Top of Data to use

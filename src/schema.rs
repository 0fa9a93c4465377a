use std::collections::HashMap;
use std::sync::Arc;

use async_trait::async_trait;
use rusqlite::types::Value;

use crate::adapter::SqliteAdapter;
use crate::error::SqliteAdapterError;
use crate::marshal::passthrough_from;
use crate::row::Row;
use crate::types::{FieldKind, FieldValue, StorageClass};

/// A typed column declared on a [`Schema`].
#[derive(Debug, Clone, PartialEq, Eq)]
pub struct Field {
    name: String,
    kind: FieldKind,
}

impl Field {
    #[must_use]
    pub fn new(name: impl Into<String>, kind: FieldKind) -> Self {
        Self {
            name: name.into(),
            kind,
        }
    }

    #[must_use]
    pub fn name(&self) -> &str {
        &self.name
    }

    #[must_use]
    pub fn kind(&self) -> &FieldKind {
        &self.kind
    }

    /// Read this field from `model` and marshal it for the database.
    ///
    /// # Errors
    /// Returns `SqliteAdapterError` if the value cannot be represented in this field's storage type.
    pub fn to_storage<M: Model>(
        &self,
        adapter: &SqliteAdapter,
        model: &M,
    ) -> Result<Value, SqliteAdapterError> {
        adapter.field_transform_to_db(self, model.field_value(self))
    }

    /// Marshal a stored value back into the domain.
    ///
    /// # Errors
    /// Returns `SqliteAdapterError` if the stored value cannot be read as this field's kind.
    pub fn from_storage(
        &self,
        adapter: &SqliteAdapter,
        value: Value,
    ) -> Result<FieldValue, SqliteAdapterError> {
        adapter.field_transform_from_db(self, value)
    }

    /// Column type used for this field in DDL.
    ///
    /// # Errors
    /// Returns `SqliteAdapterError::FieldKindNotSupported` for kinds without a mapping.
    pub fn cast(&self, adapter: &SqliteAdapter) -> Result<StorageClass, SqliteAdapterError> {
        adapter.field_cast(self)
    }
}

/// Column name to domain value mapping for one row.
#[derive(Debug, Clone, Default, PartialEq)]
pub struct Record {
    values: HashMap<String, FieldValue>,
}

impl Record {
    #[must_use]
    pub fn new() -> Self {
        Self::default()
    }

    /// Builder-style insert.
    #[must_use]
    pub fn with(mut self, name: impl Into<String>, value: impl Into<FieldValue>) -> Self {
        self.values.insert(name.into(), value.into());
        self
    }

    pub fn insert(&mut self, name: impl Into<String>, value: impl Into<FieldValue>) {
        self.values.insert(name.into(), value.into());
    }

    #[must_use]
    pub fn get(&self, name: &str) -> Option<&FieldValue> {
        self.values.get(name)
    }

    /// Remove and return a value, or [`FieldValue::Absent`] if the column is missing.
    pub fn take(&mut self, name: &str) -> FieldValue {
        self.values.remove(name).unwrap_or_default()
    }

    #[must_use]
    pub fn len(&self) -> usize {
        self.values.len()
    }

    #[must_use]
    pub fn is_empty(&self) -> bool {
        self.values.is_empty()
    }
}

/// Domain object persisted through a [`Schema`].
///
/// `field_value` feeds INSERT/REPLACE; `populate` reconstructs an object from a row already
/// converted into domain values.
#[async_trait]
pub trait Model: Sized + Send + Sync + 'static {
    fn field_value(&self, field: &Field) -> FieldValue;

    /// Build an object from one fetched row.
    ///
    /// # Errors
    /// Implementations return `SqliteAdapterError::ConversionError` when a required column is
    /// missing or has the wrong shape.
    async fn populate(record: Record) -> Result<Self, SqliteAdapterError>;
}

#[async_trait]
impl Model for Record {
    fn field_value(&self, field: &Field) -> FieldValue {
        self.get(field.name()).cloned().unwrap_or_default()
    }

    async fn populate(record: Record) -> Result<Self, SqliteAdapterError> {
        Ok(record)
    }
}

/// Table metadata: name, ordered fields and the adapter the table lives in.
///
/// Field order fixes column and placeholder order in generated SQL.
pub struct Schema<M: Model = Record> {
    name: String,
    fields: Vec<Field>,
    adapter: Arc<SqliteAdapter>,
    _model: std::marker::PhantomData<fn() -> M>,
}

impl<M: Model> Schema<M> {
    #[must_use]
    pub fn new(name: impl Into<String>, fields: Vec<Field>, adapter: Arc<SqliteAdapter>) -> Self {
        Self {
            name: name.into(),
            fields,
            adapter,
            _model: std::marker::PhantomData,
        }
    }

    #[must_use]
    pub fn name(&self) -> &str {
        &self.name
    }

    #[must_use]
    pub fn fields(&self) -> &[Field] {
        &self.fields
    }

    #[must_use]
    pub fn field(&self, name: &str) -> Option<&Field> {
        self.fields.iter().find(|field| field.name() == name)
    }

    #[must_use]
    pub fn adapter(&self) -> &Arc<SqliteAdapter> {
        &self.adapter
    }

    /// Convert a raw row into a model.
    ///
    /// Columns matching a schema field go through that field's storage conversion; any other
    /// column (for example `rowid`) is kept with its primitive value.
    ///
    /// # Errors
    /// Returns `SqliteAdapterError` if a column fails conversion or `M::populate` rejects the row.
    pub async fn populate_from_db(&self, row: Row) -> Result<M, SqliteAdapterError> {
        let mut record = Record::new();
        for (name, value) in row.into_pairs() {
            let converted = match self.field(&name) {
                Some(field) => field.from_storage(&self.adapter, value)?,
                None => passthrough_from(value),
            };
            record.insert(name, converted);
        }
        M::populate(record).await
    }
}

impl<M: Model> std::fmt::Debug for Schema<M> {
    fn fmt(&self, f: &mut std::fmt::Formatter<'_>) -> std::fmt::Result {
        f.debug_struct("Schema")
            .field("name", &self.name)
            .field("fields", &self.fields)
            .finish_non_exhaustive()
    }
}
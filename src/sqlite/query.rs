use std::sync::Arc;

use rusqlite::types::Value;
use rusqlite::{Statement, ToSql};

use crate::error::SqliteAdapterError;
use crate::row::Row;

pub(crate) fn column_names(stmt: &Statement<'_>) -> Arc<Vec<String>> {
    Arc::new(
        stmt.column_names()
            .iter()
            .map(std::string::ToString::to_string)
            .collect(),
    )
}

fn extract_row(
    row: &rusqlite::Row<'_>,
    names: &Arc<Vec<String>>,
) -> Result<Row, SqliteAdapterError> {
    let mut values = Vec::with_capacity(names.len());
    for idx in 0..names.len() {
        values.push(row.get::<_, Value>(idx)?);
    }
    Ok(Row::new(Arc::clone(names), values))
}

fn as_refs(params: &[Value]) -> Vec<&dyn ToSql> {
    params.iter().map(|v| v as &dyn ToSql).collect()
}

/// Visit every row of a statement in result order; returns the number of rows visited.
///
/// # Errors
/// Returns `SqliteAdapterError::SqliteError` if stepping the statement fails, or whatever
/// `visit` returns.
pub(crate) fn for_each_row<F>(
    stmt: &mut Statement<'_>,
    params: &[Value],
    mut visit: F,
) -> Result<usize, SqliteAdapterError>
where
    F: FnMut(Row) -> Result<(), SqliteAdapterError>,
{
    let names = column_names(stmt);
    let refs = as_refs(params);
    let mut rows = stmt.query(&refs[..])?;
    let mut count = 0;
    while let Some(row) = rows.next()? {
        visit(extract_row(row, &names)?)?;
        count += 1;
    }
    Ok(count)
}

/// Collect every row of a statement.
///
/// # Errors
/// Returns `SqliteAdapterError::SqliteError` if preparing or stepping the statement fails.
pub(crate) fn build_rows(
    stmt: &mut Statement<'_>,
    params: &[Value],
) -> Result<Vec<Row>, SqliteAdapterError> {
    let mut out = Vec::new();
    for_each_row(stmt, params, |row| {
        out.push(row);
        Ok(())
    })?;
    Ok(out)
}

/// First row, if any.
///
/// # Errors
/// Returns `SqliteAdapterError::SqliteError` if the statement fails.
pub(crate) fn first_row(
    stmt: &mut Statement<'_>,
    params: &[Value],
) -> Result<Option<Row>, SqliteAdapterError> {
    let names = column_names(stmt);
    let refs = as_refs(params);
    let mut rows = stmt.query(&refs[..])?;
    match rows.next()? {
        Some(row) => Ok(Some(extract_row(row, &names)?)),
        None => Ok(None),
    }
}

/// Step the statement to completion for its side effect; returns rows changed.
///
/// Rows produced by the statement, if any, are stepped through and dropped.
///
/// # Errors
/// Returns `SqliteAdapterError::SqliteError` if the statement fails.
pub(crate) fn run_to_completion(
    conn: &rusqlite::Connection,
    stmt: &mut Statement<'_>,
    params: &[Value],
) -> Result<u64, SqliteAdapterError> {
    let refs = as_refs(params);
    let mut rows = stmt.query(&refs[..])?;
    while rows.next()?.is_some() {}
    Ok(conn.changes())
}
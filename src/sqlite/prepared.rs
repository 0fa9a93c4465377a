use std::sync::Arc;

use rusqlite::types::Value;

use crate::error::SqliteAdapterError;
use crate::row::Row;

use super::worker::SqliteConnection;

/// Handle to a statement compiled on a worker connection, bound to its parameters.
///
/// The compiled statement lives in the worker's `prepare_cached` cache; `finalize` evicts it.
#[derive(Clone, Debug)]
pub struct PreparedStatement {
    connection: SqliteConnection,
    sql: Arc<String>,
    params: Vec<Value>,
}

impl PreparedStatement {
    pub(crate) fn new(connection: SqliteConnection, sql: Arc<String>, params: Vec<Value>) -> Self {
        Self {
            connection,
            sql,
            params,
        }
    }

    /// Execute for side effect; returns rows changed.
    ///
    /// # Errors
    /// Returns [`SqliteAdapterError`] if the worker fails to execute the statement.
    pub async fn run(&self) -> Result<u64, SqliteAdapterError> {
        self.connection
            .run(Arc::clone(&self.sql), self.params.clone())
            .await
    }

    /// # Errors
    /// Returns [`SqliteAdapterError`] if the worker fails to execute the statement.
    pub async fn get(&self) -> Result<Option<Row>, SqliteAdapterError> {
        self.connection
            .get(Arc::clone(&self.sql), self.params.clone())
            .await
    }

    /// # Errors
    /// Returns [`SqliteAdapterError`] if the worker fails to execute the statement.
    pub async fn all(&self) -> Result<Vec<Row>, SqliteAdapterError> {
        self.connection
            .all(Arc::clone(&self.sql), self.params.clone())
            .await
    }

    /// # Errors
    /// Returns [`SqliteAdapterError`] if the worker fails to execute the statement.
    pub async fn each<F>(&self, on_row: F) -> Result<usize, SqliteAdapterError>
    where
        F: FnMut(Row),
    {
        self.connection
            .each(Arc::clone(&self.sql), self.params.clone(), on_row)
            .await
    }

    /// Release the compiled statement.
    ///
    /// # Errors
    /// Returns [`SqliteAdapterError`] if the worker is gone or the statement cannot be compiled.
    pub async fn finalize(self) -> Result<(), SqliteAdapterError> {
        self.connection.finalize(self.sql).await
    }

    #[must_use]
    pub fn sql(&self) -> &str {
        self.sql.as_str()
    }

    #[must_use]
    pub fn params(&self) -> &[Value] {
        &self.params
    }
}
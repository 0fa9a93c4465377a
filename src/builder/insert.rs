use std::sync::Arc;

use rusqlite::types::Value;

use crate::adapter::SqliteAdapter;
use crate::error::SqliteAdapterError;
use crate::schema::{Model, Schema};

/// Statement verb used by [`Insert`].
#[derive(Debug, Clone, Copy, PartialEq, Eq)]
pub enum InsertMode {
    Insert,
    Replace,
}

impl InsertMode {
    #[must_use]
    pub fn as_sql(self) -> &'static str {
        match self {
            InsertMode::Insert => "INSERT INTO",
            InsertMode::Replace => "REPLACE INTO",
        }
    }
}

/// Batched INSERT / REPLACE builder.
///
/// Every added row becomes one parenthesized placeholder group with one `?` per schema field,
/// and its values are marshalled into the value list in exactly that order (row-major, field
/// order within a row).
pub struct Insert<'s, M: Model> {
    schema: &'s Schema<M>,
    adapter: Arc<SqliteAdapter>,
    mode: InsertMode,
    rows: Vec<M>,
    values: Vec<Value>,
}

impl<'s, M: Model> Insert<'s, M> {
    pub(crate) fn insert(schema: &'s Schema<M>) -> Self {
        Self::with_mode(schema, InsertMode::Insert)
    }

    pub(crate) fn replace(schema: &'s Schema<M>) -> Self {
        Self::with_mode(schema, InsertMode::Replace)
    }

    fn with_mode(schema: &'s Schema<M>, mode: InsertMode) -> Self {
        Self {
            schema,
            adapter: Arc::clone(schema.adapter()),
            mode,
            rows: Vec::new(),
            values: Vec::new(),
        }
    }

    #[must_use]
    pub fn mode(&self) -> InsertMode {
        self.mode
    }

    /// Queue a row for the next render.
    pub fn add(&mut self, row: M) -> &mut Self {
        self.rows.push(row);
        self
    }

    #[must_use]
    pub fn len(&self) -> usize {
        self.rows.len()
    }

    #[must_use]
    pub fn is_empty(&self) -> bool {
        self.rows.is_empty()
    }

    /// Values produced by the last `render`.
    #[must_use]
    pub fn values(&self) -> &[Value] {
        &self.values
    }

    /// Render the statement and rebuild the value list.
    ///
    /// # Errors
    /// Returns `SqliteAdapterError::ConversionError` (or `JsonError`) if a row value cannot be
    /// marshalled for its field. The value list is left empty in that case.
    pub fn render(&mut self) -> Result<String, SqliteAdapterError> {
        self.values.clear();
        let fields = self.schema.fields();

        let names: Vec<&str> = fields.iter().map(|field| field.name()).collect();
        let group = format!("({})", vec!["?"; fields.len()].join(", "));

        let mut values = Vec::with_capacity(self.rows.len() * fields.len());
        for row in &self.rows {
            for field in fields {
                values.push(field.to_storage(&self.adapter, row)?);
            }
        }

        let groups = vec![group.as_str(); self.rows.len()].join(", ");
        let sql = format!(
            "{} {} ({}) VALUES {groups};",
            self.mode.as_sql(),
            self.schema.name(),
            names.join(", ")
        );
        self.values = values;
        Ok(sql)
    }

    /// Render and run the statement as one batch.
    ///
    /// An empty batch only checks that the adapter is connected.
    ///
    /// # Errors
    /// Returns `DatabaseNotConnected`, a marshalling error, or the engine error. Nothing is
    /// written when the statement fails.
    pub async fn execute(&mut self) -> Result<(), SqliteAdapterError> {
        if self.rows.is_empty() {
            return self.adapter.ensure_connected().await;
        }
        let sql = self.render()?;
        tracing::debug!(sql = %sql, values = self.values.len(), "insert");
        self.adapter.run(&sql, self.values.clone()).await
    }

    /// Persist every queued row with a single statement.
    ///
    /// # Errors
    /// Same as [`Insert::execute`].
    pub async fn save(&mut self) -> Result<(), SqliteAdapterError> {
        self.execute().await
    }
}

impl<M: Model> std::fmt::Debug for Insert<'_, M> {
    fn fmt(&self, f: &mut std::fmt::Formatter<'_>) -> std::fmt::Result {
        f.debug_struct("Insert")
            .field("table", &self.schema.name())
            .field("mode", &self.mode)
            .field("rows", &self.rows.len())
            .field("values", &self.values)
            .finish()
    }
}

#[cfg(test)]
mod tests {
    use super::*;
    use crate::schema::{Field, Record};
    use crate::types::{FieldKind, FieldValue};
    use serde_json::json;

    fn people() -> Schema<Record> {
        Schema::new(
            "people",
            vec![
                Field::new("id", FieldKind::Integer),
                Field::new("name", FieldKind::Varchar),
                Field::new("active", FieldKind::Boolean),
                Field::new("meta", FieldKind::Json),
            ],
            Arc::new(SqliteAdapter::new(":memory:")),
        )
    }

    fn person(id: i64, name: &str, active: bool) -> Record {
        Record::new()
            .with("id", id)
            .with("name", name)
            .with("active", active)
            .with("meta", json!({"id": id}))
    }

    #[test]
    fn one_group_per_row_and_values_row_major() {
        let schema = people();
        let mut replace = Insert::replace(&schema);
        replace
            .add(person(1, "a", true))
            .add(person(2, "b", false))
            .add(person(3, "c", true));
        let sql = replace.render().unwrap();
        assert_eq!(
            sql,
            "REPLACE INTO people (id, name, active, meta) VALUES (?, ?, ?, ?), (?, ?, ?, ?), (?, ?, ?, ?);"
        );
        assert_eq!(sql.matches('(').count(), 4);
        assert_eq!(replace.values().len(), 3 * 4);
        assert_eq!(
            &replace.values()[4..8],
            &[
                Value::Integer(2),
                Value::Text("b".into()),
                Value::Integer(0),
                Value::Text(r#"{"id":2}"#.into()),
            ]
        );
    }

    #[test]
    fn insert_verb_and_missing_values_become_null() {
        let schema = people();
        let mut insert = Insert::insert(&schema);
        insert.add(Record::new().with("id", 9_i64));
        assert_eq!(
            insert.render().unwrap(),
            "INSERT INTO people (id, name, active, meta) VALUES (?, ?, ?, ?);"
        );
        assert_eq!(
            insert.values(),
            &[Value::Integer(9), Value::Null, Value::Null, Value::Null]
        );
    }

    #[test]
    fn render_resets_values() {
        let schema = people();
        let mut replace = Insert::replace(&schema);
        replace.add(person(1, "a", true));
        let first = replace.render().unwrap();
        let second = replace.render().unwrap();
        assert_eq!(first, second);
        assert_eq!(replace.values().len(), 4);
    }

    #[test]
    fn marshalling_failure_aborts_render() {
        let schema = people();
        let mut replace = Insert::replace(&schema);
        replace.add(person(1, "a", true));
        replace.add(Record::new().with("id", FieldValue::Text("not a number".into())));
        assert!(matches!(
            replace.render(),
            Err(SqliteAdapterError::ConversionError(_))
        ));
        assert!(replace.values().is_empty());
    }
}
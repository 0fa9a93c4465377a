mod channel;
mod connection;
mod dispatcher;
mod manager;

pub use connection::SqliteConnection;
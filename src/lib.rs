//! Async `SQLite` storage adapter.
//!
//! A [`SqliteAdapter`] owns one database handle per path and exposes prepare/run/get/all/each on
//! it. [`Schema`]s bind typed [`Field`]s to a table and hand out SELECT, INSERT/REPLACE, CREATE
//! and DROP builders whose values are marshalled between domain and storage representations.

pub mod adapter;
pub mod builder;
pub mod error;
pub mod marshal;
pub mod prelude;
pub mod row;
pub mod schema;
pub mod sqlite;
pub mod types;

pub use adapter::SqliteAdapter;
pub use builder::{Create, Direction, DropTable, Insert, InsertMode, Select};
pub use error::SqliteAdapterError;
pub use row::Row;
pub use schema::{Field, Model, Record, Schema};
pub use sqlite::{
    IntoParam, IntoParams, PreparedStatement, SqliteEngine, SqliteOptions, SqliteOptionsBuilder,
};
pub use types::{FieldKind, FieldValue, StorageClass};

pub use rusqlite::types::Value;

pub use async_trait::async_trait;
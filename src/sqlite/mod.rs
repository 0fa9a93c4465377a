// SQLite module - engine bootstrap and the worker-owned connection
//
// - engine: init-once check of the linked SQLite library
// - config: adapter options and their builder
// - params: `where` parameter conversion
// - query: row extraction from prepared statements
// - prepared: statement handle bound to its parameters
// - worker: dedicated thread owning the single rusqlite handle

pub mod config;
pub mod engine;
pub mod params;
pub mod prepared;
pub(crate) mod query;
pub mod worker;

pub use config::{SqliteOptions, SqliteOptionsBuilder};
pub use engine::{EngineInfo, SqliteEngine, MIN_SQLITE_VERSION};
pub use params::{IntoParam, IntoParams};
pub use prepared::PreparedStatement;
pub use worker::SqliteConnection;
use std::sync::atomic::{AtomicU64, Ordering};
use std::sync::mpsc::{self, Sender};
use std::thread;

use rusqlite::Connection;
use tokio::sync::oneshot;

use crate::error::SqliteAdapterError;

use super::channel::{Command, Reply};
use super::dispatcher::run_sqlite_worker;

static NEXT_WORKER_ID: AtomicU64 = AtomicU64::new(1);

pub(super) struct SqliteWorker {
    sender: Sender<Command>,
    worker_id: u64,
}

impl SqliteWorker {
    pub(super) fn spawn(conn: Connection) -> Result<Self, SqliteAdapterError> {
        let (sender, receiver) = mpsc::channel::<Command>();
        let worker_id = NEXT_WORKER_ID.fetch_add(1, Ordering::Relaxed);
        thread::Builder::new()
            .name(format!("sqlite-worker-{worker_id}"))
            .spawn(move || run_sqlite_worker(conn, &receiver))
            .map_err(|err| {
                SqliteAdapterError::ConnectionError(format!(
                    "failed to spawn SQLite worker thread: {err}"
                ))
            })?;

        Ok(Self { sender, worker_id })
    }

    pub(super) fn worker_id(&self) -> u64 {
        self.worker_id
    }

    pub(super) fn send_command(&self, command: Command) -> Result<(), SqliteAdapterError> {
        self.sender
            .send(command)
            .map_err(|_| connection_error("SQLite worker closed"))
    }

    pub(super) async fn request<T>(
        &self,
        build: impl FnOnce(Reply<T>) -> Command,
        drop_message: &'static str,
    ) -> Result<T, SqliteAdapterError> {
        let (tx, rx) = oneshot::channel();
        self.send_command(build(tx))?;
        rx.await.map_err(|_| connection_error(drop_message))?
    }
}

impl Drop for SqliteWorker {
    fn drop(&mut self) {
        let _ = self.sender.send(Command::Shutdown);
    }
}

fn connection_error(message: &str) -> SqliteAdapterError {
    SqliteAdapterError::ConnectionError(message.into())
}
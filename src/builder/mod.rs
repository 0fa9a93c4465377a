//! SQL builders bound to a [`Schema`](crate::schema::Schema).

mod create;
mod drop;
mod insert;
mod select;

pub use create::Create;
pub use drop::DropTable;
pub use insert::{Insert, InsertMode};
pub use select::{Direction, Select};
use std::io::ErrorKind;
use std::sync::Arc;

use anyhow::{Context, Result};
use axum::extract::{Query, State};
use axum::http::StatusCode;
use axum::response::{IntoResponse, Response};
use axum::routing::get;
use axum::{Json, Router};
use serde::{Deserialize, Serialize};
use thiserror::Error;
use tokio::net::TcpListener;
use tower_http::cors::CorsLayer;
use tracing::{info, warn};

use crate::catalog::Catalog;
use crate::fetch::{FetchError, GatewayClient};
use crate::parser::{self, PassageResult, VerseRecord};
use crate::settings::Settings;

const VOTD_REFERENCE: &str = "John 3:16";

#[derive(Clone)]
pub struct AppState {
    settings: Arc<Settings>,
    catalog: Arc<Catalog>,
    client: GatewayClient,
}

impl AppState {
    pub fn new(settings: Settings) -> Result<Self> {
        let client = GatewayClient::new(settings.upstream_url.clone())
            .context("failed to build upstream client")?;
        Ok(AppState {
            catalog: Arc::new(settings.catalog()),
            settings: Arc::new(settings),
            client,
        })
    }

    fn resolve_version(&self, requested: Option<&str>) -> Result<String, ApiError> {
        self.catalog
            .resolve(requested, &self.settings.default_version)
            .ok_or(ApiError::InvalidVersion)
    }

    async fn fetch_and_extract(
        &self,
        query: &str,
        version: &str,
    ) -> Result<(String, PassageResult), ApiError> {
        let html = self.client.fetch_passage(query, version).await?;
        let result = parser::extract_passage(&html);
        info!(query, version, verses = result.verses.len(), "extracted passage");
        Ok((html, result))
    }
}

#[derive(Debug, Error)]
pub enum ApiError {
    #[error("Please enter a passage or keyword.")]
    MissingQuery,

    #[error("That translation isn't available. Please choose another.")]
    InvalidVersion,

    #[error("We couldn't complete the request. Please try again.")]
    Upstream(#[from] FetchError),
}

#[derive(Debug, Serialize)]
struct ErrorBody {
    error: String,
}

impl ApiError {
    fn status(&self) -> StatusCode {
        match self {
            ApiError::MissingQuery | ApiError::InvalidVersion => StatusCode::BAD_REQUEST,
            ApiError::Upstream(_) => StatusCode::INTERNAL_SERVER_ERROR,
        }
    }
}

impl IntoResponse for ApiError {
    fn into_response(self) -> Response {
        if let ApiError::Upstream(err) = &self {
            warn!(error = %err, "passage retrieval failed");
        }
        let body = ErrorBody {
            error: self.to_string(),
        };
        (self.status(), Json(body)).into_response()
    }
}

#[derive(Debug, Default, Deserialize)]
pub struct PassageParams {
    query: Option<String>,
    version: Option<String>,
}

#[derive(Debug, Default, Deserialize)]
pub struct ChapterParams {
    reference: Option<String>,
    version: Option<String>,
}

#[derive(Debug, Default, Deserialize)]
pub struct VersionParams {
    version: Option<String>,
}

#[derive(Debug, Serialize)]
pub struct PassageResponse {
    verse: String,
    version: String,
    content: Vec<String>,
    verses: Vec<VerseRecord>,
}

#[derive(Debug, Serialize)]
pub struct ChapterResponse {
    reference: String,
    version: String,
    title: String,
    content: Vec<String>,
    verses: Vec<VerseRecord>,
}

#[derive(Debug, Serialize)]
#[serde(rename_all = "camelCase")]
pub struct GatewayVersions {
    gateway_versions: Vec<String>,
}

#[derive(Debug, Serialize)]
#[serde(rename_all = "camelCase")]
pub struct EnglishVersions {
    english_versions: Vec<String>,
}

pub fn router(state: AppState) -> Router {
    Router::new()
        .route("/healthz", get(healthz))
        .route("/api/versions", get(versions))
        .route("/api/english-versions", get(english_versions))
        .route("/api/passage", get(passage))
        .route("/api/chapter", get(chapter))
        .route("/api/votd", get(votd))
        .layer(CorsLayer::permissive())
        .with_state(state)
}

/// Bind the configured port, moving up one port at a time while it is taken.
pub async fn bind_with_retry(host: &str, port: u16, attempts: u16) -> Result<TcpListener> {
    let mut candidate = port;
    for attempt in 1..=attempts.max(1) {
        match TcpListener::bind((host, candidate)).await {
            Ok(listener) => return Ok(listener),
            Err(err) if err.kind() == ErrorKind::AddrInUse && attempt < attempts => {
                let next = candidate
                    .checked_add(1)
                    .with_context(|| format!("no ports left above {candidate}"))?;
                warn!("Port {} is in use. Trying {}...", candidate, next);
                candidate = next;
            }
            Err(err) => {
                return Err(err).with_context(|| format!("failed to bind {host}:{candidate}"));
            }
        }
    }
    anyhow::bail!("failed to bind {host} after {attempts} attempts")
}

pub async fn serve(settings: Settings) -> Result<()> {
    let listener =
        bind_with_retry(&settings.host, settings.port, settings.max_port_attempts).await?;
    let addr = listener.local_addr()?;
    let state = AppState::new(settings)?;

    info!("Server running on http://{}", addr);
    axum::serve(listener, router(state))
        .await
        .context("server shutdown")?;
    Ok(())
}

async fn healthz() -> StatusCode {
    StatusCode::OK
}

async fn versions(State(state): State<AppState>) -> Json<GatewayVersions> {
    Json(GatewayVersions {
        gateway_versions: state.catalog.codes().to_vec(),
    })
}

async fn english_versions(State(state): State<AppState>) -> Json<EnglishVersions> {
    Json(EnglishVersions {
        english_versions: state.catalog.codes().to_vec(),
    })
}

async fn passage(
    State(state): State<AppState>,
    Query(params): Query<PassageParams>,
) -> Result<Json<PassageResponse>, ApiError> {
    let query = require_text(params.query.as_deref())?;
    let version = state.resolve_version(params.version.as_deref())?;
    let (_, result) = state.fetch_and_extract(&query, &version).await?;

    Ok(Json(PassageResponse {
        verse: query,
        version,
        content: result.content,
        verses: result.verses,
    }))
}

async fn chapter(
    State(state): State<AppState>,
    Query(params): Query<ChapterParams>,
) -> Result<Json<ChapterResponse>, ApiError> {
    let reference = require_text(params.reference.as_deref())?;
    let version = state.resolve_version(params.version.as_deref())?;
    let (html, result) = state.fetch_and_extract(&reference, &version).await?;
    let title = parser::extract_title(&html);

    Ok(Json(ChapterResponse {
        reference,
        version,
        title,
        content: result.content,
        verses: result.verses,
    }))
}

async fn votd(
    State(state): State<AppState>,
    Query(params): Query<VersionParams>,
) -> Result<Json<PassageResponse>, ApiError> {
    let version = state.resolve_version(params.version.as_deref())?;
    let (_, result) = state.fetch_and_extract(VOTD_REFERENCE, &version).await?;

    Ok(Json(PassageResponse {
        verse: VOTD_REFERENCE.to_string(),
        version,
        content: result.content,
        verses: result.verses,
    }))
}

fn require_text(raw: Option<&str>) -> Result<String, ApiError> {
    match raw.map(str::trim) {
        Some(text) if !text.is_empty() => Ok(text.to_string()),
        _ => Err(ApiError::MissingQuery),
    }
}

Bottom of Data to use

> _Exercise brief_: In the entries above, the lines between the one holding "assert_eq!(first, second);" and the one holding "and their builder", inclusive, are to be printed exactly as written, and those alone.

> _Your response_:
        assert_eq!(first, second);
        assert_eq!(replace.values().len(), 4);
    }

    #[test]
    fn marshalling_failure_aborts_render() {
        let schema = people();
        let mut replace = Insert::replace(&schema);
        replace.add(person(1, "a", true));
        replace.add(Record::new().with("id", FieldValue::Text("not a number".into())));
        assert!(matches!(
            replace.render(),
            Err(SqliteAdapterError::ConversionError(_))
        ));
        assert!(replace.values().is_empty());
    }
}
repository 0fa9a93c4465377a
mod channel;
mod connection;
mod dispatcher;
mod manager;

pub use connection::SqliteConnection;
filename src/lib.rs
//! Async `SQLite` storage adapter.
//!
//! A [`SqliteAdapter`] owns one database handle per path and exposes prepare/run/get/all/each on
//! it. [`Schema`]s bind typed [`Field`]s to a table and hand out SELECT, INSERT/REPLACE, CREATE
//! and DROP builders whose values are marshalled between domain and storage representations.

pub mod adapter;
pub mod builder;
pub mod error;
pub mod marshal;
pub mod prelude;
pub mod row;
pub mod schema;
pub mod sqlite;
pub mod types;

pub use adapter::SqliteAdapter;
pub use builder::{Create, Direction, DropTable, Insert, InsertMode, Select};
pub use error::SqliteAdapterError;
pub use row::Row;
pub use schema::{Field, Model, Record, Schema};
pub use sqlite::{
    IntoParam, IntoParams, PreparedStatement, SqliteEngine, SqliteOptions, SqliteOptionsBuilder,
};
pub use types::{FieldKind, FieldValue, StorageClass};

pub use rusqlite::types::Value;

pub use async_trait::async_trait;
filename src/sqlite/mod.rs
repository 0fa9a93c4465377a
// SQLite module - engine bootstrap and the worker-owned connection
//
// - engine: init-once check of the linked SQLite library
// - config: adapter options and their builder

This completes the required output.